BEGIN Provided records
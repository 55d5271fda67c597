use super::{keys, CacheBackend, CacheError};
use crate::loc::LineCounter;
use crate::metrics::Metrics;
use crate::model::{Commit, CommitListOptions, Repository, DEFAULT_PER_PAGE};
use crate::service::{GitService, Identifier, Provider};
use crate::stats::{self, AuthorStats};
use crate::{Error, Result};
use serde::Serialize;
use std::future::Future;
use std::sync::Arc;
use std::time::Duration;
use tracing::{debug, warn};

/// TTLs and deadlines applied by [`CachedService`]
#[derive(Debug, Clone, Copy)]
pub struct CachePolicy {
    /// TTL for listings and lookups
    pub ttl: Duration,
    /// TTL for line counts, which need a full clone
    pub loc_ttl: Duration,
    /// Upper bound for each cache call and each upstream fetch
    pub deadline: Duration,
    /// Upper bound for a line count
    pub loc_timeout: Duration,
    /// Adapter page size, used to normalize commit listing keys
    pub default_per_page: u32,
}

impl Default for CachePolicy {
    fn default() -> Self {
        Self {
            ttl: Duration::from_secs(3600),
            loc_ttl: Duration::from_secs(86400),
            deadline: Duration::from_secs(30),
            loc_timeout: Duration::from_secs(300),
            default_per_page: DEFAULT_PER_PAGE,
        }
    }
}

/// Cache-aside wrapper around one provider's [`GitService`].
///
/// Reads return the serialized JSON payload. On a hit that is exactly the
/// stored bytes; on a miss the service is called, the result serialized,
/// written back, and returned. Cache failures are logged and absorbed.
/// Concurrent misses on one key each fetch and each write.
#[derive(Clone)]
pub struct CachedService {
    service: Arc<dyn GitService>,
    cache: Arc<dyn CacheBackend>,
    metrics: Arc<Metrics>,
    line_counter: LineCounter,
    policy: CachePolicy,
}
use crate::gitlab::{
    config::GitLabConfig,
    models::{Commit, Contributor, Project},
};
use crate::metrics::{CallStatus, Metrics};
use crate::rate_limiter::{RateLimitHeaders, RateLimiter};
use crate::service::Provider;
use crate::{Error, Result};
use reqwest::{header, Client, StatusCode};
use std::sync::Arc;
use std::time::{Duration, Instant};
use tracing::{debug, error};

/// Query filters for the repository commits endpoint
#[derive(Debug, Clone, Default)]
pub struct CommitQuery<'a> {
    pub ref_name: &'a str,
    pub path: &'a str,
    pub author: &'a str,
    pub page: u32,
    pub per_page: u32,
}

/// GitLab API v4 client
#[derive(Clone)]
pub struct GitLabClient {
    client: Client,
    config: GitLabConfig,
    base_url: String,
    rate_limiter: RateLimiter,
    metrics: Arc<Metrics>,
}

impl GitLabClient {
    pub fn new(config: GitLabConfig, metrics: Arc<Metrics>) -> Result<Self> {
        let mut headers = header::HeaderMap::new();
        headers.insert(
            header::USER_AGENT,
            header::HeaderValue::from_static(concat!("gitstats/", env!("CARGO_PKG_VERSION"))),
        );

        if let Some(token) = &config.token {
            headers.insert(
                header::HeaderName::from_static("private-token"),
                header::HeaderValue::from_str(token)
                    .map_err(|e| Error::Config(format!("Invalid GitLab token: {e}")))?,
            );
        }

        let client = Client::builder()
            .default_headers(headers)
            .timeout(Duration::from_secs(config.http_timeout_secs))
            .build()
            .map_err(|e| Error::Internal(format!("Failed to create HTTP client: {e}")))?;

        let rate_limiter = RateLimiter::new(RateLimitHeaders::GITLAB, config.rate_limit_buffer);
        let base_url = config.api_base_url();

        Ok(Self {
            client,
            config,
            base_url,
            rate_limiter,
            metrics,
        })
    }

    pub fn config(&self) -> &GitLabConfig {
        &self.config
    }

    async fn get<T>(&self, endpoint: &'static str, path: &str, query: &[(&str, String)]) -> Result<T>
    where
        T: serde::de::DeserializeOwned,
    {
        let started = Instant::now();
        let result = self.send_get(path, query).await;
        self.metrics.record_api_call(
            Provider::GitLab,
            endpoint,
            CallStatus::from_ok(result.is_ok()),
            started.elapsed(),
        );
        result
    }

    async fn send_get<T>(&self, path: &str, query: &[(&str, String)]) -> Result<T>
    where
        T: serde::de::DeserializeOwned,
    {
        self.rate_limiter.wait_if_needed().await;

        let url = format!("{}{}", self.base_url, path);
        debug!("GitLab API request: GET {} {:?}", url, query);

        let response = self
            .client
            .get(&url)
            .query(query)
            .send()
            .await
            .map_err(|e| Error::Upstream(format!("GitLab API request failed: {e}")))?;

        self.rate_limiter
            .update_from_headers(response.headers())
            .await;

        let status = response.status();

        if !status.is_success() {
            let error_body = response
                .text()
                .await
                .unwrap_or_else(|_| "Unable to read error response".to_string());
            error!("GitLab API error: {} - {}", status, error_body);

            return Err(match status {
                StatusCode::NOT_FOUND => Error::NotFound(format!("GitLab resource {path}")),
                StatusCode::TOO_MANY_REQUESTS => {
                    Error::Upstream("GitLab API rate limit exceeded".to_string())
                }
                StatusCode::UNAUTHORIZED | StatusCode::FORBIDDEN => {
                    Error::Upstream("GitLab authentication failed".to_string())
                }
                _ => Error::Upstream(format!("GitLab API error: {status}")),
            });
        }

        response
            .json::<T>()
            .await
            .map_err(|e| Error::Upstream(format!("Failed to parse GitLab API response: {e}")))
    }

    /// Projects the authenticated user is a member of
    pub async fn list_member_projects(&self, per_page: u32) -> Result<Vec<Project>> {
        self.get(
            "list_repos",
            "/projects",
            &[
                ("membership", "true".to_string()),
                ("order_by", "last_activity_at".to_string()),
                ("per_page", per_page.to_string()),
            ],
        )
        .await
    }

    pub async fn list_group_projects(&self, group: &str, per_page: u32) -> Result<Vec<Project>> {
        let path = format!("/groups/{}/projects", urlencoding::encode(group));
        self.get(
            "list_group_repos",
            &path,
            &[
                ("include_subgroups", "true".to_string()),
                ("per_page", per_page.to_string()),
            ],
        )
        .await
    }

    pub async fn list_user_projects(&self, user: &str, per_page: u32) -> Result<Vec<Project>> {
        let path = format!("/users/{}/projects", urlencoding::encode(user));
        self.get("list_user_repos", &path, &[("per_page", per_page.to_string())])
            .await
    }

    /// Get a project by numeric ID or `namespace/path`
    pub async fn get_project(&self, project: &str) -> Result<Project> {
        let path = format!("/projects/{}", urlencoding::encode(project));
        self.get("get_repo", &path, &[]).await
    }

    /// One page of commits, requesting inline stats
    pub async fn list_commits(&self, project_id: i64, query: &CommitQuery<'_>) -> Result<Vec<Commit>> {
        let path = format!("/projects/{project_id}/repository/commits");

        let mut params = vec![
            ("with_stats", "true".to_string()),
            ("per_page", query.per_page.to_string()),
            ("page", query.page.to_string()),
        ];
        if !query.ref_name.is_empty() {
            params.push(("ref_name", query.ref_name.to_string()));
        }
        if !query.path.is_empty() {
            params.push(("path", query.path.to_string()));
        }
        if !query.author.is_empty() {
            params.push(("author", query.author.to_string()));
        }

        self.get("list_commits", &path, &params).await
    }

    /// Single commit; GitLab includes stats here by default
    pub async fn get_commit(&self, project_id: i64, sha: &str) -> Result<Commit> {
        let path = format!(
            "/projects/{project_id}/repository/commits/{}",
            urlencoding::encode(sha)
        );
        self.get("get_commit", &path, &[]).await
    }

    pub async fn list_contributors(&self, project_id: i64, per_page: u32) -> Result<Vec<Contributor>> {
        let path = format!("/projects/{project_id}/repository/contributors");
        self.get("list_contributors", &path, &[("per_page", per_page.to_string())])
            .await
    }
}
END Provided records
Search the entries for the word "CachedService" and pick out every line that holds it.

**Problem solution**
/// TTLs and deadlines applied by [`CachedService`]
pub struct CachedService {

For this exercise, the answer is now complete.